Project Leader：NAGANO, Takanori (Graduate School of Agriculture Science, Kobe University)
Collaborators： FUJIHARA, Yoichi (Department of Environmental Science, Ishikawa Prefectural University)
KOZAN, Osamu(Center for Southeast Asian Studies, Kyoto University)
WATANABE, Kazuo (Center for Southeast Asian Studies, Kyoto University)
HOSHIKAWA, Keisuke (Center of Integrated Area Studies, Kyoto University)
Outline of Research:
This research will link local weather conditions and global atmospheric circulation to damage which occurred at village community scale (especially in regards to agriculture) in years where extreme weather occurred in the last 50 years in Southeast Asia. This study will be carried out through the following three steps:
(1) Data about agricultural damage caused by extreme weather will be obtained from field survey records and historical official documents.
(2) An analysis of the relation between observed precipitation data and results of (1).
(3) The relation between spatial/time-series distribution of precipitation and atmospheric circulation will be analyzed using re-analysis climate datasets.
The purpose of this research is to construct data to project and mitigate the impact of climate change caused by global warming on agricultural activities and production.

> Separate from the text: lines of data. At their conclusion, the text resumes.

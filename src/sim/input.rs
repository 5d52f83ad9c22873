//! Input snapshot for a single tick
//!
//! The simulation never polls a keyboard. A frontend answers "is this key
//! held?" through [`KeyState`], and [`TickInput::poll`] turns each paddle's
//! [`InputBinding`] into logical [`Controls`].

use serde::{Deserialize, Serialize};

/// Physical keys the default bindings use
#[derive(Debug, Clone, Copy, PartialEq, Eq, Hash, Serialize, Deserialize)]
pub enum Key {
    A,
    D,
    W,
    S,
    I,
    K,
    Left,
    Right,
    Up,
    Down,
    Space,
}

/// Logical actions a paddle responds to
#[derive(Debug, Clone, Copy, PartialEq, Eq, Hash, Serialize, Deserialize)]
pub enum Action {
    MoveLeft,
    MoveRight,
    MoveUp,
    MoveDown,
    Shoot,
}

/// Key-held oracle supplied by the frontend
pub trait KeyState {
    fn is_down(&self, key: Key) -> bool;
}

impl<F: Fn(Key) -> bool> KeyState for F {
    fn is_down(&self, key: Key) -> bool {
        self(key)
    }
}

/// Which key drives each action (unbound actions are never held)
#[derive(Debug, Clone, Copy, Default, PartialEq, Eq, Serialize, Deserialize)]
pub struct InputBinding {
    pub left: Option<Key>,
    pub right: Option<Key>,
    pub up: Option<Key>,
    pub down: Option<Key>,
    pub shoot: Option<Key>,
}

impl InputBinding {
    pub fn horizontal(left: Key, right: Key) -> Self {
        Self {
            left: Some(left),
            right: Some(right),
            ..Default::default()
        }
    }

    pub fn vertical(up: Key, down: Key) -> Self {
        Self {
            up: Some(up),
            down: Some(down),
            ..Default::default()
        }
    }

    pub fn with_shoot(mut self, key: Key) -> Self {
        self.shoot = Some(key);
        self
    }

    pub fn key_for(&self, action: Action) -> Option<Key> {
        match action {
            Action::MoveLeft => self.left,
            Action::MoveRight => self.right,
            Action::MoveUp => self.up,
            Action::MoveDown => self.down,
            Action::Shoot => self.shoot,
        }
    }

    /// Resolve this binding against the oracle
    pub fn read(&self, keys: &impl KeyState) -> Controls {
        let held = |action| self.key_for(action).is_some_and(|k| keys.is_down(k));
        Controls {
            move_left: held(Action::MoveLeft),
            move_right: held(Action::MoveRight),
            move_up: held(Action::MoveUp),
            move_down: held(Action::MoveDown),
            shoot: held(Action::Shoot),
        }
    }
}

/// Logical actions held by one player this tick
#[derive(Debug, Clone, Copy, Default, PartialEq, Eq)]
pub struct Controls {
    pub move_left: bool,
    pub move_right: bool,
    pub move_up: bool,
    pub move_down: bool,
    pub shoot: bool,
}

impl Controls {
    pub fn is_held(&self, action: Action) -> bool {
        match action {
            Action::MoveLeft => self.move_left,
            Action::MoveRight => self.move_right,
            Action::MoveUp => self.move_up,
            Action::MoveDown => self.move_down,
            Action::Shoot => self.shoot,
        }
    }

    /// -1, 0 or +1 along x
    pub fn horizontal(&self) -> f32 {
        self.axis(Action::MoveLeft, Action::MoveRight)
    }

    /// -1, 0 or +1 along y (screen y grows downward)
    pub fn vertical(&self) -> f32 {
        self.axis(Action::MoveUp, Action::MoveDown)
    }

    fn axis(&self, negative: Action, positive: Action) -> f32 {
        self.is_held(positive) as i8 as f32 - self.is_held(negative) as i8 as f32
    }
}

/// Input commands for a single tick, one entry per player
#[derive(Debug, Clone, Copy, Default, PartialEq, Eq)]
pub struct TickInput {
    pub players: [Controls; 2],
}

impl TickInput {
    /// Single-player input
    pub fn solo(controls: Controls) -> Self {
        Self {
            players: [controls, Controls::default()],
        }
    }

    pub fn pair(first: Controls, second: Controls) -> Self {
        Self {
            players: [first, second],
        }
    }

    /// Poll the oracle for up to two bindings
    pub fn poll(bindings: &[InputBinding], keys: &impl KeyState) -> Self {
        let mut input = Self::default();
        for (slot, binding) in input.players.iter_mut().zip(bindings) {
            *slot = binding.read(keys);
        }
        input
    }

    pub fn player(&self, index: usize) -> Controls {
        self.players.get(index).copied().unwrap_or_default()
    }
}

#[cfg(test)]
mod tests {
    use super::*;

    #[test]
    fn test_poll_maps_keys_to_actions() {
        let bindings = [
            InputBinding::vertical(Key::W, Key::S),
            InputBinding::vertical(Key::I, Key::K),
        ];
        let keys = |k: Key| matches!(k, Key::W | Key::K);
        let input = TickInput::poll(&bindings, &keys);

        assert!(input.players[0].move_up);
        assert!(!input.players[0].move_down);
        assert!(input.players[1].move_down);
        assert_eq!(input.players[0].vertical(), -1.0);
        assert_eq!(input.players[1].vertical(), 1.0);
    }

    #[test]
    fn test_unbound_action_never_held() {
        let binding = InputBinding::horizontal(Key::A, Key::D);
        let controls = binding.read(&|_: Key| true);
        assert!(controls.move_left && controls.move_right);
        assert!(!controls.shoot);
        assert_eq!(controls.horizontal(), 0.0);
    }

    #[test]
    fn test_arrow_binding_from_json() {
        let binding: InputBinding =
            serde_json::from_str(r#"{ "left": "Left", "right": "Right", "up": "Up", "down": "Down" }"#)
                .expect("valid binding");
        assert_eq!(binding.key_for(Action::MoveUp), Some(Key::Up));
        assert_eq!(binding.key_for(Action::Shoot), None);

        let controls = binding.read(&|k: Key| matches!(k, Key::Right | Key::Down));
        assert!(controls.is_held(Action::MoveRight));
        assert!(!controls.is_held(Action::MoveLeft));
        assert_eq!(controls.horizontal(), 1.0);
        assert_eq!(controls.vertical(), 1.0);
    }

    #[test]
    fn test_missing_player_defaults_to_idle() {
        let input = TickInput::default();
        assert_eq!(input.player(5), Controls::default());
    }
}
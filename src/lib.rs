//! Arcade Sim - shared core for three small arcade games
//!
//! Core modules:
//! - `sim`: Per-frame simulation (motion, AABB collisions, bounces, pools, game state)
//! - `settings`: Data-driven game configuration, validated at setup
//! - `error`: Setup-time errors
//!
//! Rendering, windowing and keyboard polling live outside this crate. A
//! frontend calls `setup` once, then `update` once per frame, and reads
//! `entities()`/`hud()` afterwards to draw.

pub mod error;
pub mod settings;
pub mod sim;

pub use error::{Result, SetupError};
pub use settings::Settings;

/// Default configuration constants
pub mod consts {
    /// Frame delta at the nominal 60 FPS
    pub const FRAME_DT: f32 = 1.0 / 60.0;

    /// Play field dimensions (pixels)
    pub const FIELD_WIDTH: f32 = 800.0;
    pub const FIELD_HEIGHT: f32 = 450.0;

    /// Brick grid
    pub const BOARD_WIDTH_IN_BRICKS: usize = 12;
    pub const BOARD_HEIGHT_IN_BRICKS: usize = 13;
    pub const BRICK_WIDTH: f32 = 64.0;
    pub const BRICK_HEIGHT: f32 = 24.0;
    pub const BRICK_OFFSET_X: f32 = 16.0;
    pub const BRICK_OFFSET_Y: f32 = 16.0;

    /// Ball defaults
    pub const BALL_SIZE: f32 = 10.0;
    pub const BREAKOUT_BALL_VELOCITY: (f32, f32) = (50.0, -25.0);
    pub const VOLLEY_BALL_VELOCITY: (f32, f32) = (50.0, 25.0);
    /// Speed multiplier applied on every brick-breaker paddle bounce (uncapped)
    pub const PADDLE_BOOST: f32 = 1.1;

    /// Paddle defaults
    pub const PADDLE_SPEED: f32 = 100.0;
    pub const BREAKOUT_PADDLE_SIZE: (f32, f32) = (50.0, 5.0);
    pub const VOLLEY_PADDLE_SIZE: (f32, f32) = (5.0, 50.0);
    pub const VOLLEY_PADDLE_MARGIN: f32 = 5.0;

    /// Shooter defaults
    pub const SHIP_SIZE: f32 = 25.0;
    pub const BULLET_SIZE: f32 = 5.0;
    pub const BULLET_SPEED: f32 = 400.0;
    pub const BULLET_COOLDOWN: f32 = 0.3;
    pub const ENEMY_SIZE: f32 = 20.0;
    pub const ENEMY_SPEED: f32 = 40.0;
    pub const ENEMY_SPAWN_INTERVAL: f32 = 2.0;
    /// Y coordinate enemies spawn at (above the visible field)
    pub const ENEMY_SPAWN_Y: f32 = -20.0;
    pub const MAX_BULLETS: usize = 50;
    pub const MAX_ENEMIES: usize = 50;
    pub const ENEMIES_PER_LEVEL: u32 = 10;
    pub const STARTING_LIVES: u8 = 3;
}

Though local effects of global warming such as changes in precipitation amount have been already projected by various researchers and organizations, the consequences of such extreme weather vary depending of the socio-economic situations of communities and the level of infrastructure, as clearly seen in the flood disaster in Thailand in 2011. This research is expected to provide valuable information to project damages under present and future social conditions as records of field surveys and historical official documents often contain information about the background of disasters as well as the situation of damage caused.
This research attempts to develop a methodology to utilize reanalysis climate data in area studies. Re-analysis climate datasets have been mostly used in climatology, meteorology and hydrology.They can be highly useful for area studies as re-analysis data can provide information about quasiperiodic climate patterns such as El Niño-Southern Oscillation (ENSO) which greatly affected livelihood of local society in the Southeast Asia.